**Problem to work on:**
Give again the entries below exactly, beginning at the first line and ending at the line with "- Main error type".

===== Records for this exercise

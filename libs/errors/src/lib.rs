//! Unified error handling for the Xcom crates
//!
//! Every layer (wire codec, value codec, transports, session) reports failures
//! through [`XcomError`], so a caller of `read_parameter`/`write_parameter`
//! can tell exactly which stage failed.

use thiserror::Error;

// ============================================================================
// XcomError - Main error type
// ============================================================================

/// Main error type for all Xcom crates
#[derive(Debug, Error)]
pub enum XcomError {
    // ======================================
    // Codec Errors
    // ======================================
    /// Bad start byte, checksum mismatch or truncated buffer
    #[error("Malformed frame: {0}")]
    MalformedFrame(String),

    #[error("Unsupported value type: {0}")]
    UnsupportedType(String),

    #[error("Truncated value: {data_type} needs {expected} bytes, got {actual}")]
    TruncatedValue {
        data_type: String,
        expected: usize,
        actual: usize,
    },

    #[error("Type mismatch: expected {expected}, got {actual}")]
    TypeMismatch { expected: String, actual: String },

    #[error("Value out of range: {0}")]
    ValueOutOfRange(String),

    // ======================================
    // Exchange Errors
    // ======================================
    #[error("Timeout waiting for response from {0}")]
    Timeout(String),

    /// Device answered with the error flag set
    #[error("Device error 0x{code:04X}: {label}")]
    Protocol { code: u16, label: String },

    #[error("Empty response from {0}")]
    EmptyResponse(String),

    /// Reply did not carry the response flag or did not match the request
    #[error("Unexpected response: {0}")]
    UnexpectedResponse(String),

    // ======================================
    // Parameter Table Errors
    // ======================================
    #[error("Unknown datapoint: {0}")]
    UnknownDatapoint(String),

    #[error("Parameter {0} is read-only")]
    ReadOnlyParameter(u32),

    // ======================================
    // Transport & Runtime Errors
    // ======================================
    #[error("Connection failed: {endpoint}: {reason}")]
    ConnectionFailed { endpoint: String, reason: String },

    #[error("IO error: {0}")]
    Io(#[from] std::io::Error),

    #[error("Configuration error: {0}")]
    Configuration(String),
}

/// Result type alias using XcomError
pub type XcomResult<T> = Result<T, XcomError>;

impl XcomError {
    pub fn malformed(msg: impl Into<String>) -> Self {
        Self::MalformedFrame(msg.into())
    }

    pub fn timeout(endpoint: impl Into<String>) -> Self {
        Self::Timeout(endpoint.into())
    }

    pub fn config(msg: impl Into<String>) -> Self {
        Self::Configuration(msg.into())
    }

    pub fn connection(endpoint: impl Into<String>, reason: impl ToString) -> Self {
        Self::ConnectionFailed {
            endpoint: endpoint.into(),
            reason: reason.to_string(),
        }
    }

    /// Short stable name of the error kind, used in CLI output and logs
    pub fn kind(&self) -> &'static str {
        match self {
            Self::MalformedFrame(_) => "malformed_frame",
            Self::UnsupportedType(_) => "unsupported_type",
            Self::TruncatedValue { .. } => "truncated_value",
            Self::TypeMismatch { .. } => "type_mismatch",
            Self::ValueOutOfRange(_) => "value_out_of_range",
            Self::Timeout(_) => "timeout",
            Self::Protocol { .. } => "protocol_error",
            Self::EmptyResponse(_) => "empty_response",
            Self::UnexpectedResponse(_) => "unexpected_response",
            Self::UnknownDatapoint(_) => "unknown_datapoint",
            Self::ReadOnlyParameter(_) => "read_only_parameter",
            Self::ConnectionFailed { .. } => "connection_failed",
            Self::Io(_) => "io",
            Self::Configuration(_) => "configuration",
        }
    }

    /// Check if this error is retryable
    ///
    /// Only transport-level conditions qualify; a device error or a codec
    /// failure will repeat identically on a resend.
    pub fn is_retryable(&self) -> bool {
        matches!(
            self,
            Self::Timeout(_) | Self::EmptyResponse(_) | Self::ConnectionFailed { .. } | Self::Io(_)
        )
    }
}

==========

**Task result:**
filename libs/errors/src/lib.rs
//! Unified error handling for the Xcom crates
//!
//! Every layer (wire codec, value codec, transports, session) reports failures
//! through [`XcomError`], so a caller of `read_parameter`/`write_parameter`
//! can tell exactly which stage failed.

use thiserror::Error;

// ============================================================================
// XcomError - Main error type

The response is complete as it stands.